• [Supplied data]
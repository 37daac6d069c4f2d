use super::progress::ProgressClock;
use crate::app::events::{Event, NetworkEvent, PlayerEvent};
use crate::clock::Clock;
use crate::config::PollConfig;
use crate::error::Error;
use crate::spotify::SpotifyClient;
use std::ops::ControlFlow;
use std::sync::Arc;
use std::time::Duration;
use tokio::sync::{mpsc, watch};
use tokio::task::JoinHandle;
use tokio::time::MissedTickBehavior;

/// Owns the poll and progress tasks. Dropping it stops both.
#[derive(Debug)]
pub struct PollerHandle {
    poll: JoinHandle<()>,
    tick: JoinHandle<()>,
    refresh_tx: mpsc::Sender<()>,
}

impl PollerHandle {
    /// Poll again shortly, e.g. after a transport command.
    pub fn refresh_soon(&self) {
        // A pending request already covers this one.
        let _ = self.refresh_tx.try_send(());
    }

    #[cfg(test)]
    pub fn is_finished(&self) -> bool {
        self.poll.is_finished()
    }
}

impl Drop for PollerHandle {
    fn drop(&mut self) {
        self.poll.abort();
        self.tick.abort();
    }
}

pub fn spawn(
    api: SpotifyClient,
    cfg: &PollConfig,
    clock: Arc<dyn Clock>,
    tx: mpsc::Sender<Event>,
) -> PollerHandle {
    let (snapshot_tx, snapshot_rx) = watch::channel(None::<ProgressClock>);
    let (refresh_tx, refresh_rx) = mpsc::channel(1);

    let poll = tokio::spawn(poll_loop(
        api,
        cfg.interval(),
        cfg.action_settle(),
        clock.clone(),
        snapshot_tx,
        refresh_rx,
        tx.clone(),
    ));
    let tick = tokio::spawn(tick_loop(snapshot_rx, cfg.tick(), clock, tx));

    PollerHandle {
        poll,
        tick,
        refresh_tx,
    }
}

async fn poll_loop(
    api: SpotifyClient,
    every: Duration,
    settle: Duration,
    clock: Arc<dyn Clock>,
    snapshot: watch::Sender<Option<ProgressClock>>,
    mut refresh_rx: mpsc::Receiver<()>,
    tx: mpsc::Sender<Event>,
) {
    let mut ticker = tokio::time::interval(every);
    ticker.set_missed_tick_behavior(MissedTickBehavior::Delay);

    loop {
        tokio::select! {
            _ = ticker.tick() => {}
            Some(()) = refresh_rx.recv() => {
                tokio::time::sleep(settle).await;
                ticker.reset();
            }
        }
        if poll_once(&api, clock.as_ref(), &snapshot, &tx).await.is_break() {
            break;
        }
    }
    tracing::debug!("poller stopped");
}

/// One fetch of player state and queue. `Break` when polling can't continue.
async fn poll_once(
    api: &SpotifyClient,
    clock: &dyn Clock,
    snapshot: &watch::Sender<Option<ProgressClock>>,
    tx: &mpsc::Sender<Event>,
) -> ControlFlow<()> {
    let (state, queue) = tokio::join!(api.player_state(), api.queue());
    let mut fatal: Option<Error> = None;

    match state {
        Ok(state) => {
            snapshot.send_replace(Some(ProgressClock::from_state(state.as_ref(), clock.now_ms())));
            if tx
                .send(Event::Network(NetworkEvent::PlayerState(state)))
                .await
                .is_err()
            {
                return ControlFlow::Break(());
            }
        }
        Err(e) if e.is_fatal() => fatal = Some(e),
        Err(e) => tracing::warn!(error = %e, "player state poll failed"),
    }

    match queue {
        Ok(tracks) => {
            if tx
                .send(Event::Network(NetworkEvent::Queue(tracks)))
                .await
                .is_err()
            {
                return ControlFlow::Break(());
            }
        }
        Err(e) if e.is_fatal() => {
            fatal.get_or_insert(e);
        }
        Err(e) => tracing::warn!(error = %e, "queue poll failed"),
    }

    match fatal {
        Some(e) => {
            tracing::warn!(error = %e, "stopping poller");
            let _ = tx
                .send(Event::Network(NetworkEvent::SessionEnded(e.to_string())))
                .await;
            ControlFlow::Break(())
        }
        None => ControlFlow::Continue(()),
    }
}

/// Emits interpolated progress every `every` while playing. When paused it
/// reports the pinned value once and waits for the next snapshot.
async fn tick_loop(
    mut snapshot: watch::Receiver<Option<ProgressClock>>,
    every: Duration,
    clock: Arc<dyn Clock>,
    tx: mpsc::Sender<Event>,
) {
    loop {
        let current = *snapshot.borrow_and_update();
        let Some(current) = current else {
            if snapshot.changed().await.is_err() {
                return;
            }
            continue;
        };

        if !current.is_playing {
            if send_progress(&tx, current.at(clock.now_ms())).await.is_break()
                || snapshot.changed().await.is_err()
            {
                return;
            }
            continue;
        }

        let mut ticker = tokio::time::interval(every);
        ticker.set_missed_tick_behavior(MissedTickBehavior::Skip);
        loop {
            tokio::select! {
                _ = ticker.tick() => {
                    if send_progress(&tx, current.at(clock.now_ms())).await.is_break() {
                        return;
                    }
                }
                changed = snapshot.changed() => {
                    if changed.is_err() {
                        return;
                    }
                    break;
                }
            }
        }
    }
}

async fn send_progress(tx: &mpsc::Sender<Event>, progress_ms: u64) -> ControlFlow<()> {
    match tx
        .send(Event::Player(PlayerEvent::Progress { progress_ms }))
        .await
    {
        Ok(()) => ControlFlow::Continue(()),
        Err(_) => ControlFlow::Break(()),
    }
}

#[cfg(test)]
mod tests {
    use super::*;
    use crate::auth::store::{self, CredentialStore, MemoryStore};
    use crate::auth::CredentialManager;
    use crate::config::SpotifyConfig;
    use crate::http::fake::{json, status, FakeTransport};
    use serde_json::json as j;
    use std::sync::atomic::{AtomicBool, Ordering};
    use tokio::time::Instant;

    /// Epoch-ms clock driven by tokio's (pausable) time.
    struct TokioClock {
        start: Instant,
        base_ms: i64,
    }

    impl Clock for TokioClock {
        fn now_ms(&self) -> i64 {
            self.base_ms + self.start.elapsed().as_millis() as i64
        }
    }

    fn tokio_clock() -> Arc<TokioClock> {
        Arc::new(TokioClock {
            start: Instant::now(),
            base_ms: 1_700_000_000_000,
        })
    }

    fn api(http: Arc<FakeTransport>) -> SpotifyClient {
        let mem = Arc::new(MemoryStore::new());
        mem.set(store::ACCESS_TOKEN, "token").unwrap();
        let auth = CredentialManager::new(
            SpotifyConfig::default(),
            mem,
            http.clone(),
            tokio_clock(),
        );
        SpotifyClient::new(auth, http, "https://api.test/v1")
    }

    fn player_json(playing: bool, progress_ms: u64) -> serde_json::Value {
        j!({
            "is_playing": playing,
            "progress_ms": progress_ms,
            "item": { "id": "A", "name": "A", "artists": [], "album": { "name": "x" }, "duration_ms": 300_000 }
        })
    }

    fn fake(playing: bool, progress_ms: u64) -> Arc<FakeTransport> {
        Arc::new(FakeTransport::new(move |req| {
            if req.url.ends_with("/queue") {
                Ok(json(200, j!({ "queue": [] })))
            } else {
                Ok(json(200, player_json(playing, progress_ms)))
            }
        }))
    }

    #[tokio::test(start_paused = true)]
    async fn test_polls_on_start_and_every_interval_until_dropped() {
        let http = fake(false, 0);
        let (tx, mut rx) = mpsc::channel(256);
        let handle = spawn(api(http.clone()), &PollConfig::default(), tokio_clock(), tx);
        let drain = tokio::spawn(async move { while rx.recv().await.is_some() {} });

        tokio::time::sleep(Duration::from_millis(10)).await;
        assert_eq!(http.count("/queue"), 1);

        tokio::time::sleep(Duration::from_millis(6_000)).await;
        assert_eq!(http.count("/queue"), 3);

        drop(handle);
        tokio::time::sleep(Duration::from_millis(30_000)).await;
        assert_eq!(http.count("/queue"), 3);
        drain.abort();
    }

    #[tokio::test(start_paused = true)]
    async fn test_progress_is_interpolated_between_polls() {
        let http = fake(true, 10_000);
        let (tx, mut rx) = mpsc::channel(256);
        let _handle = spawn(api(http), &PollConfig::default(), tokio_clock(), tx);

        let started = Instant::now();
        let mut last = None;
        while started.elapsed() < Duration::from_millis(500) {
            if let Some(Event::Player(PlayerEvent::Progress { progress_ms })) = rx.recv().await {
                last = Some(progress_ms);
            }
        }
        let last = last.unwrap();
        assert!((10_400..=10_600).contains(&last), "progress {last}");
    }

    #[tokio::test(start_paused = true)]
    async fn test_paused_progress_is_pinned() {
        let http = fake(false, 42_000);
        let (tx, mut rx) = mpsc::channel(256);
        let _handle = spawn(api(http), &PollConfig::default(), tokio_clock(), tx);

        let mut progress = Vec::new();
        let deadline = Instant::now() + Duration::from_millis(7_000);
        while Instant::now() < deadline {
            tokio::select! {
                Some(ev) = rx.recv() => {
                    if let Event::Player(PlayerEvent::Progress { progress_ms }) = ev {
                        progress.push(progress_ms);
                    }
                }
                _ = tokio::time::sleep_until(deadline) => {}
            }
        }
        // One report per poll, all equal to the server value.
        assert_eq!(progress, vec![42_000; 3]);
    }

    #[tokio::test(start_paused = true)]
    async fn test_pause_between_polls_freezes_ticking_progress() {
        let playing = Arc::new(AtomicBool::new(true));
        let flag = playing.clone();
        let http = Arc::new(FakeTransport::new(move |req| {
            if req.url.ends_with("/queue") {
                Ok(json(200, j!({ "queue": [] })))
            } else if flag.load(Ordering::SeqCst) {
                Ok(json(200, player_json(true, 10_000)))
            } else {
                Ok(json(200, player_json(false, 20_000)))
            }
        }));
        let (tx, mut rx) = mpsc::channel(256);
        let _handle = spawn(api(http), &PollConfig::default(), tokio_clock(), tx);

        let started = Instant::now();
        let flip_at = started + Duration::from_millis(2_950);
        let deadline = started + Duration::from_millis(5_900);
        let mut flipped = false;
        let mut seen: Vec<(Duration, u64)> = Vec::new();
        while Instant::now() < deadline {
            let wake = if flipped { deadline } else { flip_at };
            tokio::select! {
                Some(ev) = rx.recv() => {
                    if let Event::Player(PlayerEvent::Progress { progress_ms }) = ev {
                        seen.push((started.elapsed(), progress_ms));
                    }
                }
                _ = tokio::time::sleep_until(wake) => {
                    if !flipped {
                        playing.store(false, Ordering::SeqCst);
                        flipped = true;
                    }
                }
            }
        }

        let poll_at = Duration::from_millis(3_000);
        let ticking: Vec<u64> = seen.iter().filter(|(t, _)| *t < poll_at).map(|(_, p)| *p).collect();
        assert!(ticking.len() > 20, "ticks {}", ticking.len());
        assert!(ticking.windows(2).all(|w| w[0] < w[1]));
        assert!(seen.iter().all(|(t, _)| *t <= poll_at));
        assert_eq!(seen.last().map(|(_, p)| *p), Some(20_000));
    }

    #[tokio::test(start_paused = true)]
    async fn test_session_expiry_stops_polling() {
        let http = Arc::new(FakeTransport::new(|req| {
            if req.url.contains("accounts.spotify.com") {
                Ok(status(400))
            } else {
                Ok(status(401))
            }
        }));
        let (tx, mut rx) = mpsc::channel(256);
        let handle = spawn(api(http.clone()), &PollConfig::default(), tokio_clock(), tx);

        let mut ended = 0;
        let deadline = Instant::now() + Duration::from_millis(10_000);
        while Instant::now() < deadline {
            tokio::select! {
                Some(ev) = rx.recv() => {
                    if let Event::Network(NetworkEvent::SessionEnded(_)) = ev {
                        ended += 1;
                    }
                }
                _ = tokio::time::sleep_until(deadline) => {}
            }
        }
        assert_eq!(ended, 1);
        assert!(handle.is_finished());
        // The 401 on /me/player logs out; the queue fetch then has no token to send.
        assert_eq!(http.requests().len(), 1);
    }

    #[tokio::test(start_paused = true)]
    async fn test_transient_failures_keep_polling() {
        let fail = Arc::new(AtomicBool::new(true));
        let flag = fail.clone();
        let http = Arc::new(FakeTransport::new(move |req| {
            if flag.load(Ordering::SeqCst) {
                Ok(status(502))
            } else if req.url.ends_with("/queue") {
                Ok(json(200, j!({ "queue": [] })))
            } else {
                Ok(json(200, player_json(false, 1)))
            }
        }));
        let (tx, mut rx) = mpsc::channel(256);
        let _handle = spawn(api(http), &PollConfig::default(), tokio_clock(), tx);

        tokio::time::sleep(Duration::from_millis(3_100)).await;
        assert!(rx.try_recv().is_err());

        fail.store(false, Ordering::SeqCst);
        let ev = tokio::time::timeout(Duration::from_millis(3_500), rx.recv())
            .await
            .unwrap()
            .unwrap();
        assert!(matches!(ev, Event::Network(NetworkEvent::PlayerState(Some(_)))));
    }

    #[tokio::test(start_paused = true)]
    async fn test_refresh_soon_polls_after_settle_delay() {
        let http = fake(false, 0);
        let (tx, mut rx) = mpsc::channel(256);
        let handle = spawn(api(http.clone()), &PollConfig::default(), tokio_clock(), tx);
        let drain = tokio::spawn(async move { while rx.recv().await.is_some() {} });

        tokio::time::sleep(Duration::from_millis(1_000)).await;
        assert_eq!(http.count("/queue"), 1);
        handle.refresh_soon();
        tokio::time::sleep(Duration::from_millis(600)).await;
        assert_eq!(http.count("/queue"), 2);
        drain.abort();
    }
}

• [What you will do]
Going through the material, find each line with the string "flag". Then state only how many there are.

• [Final answer]
4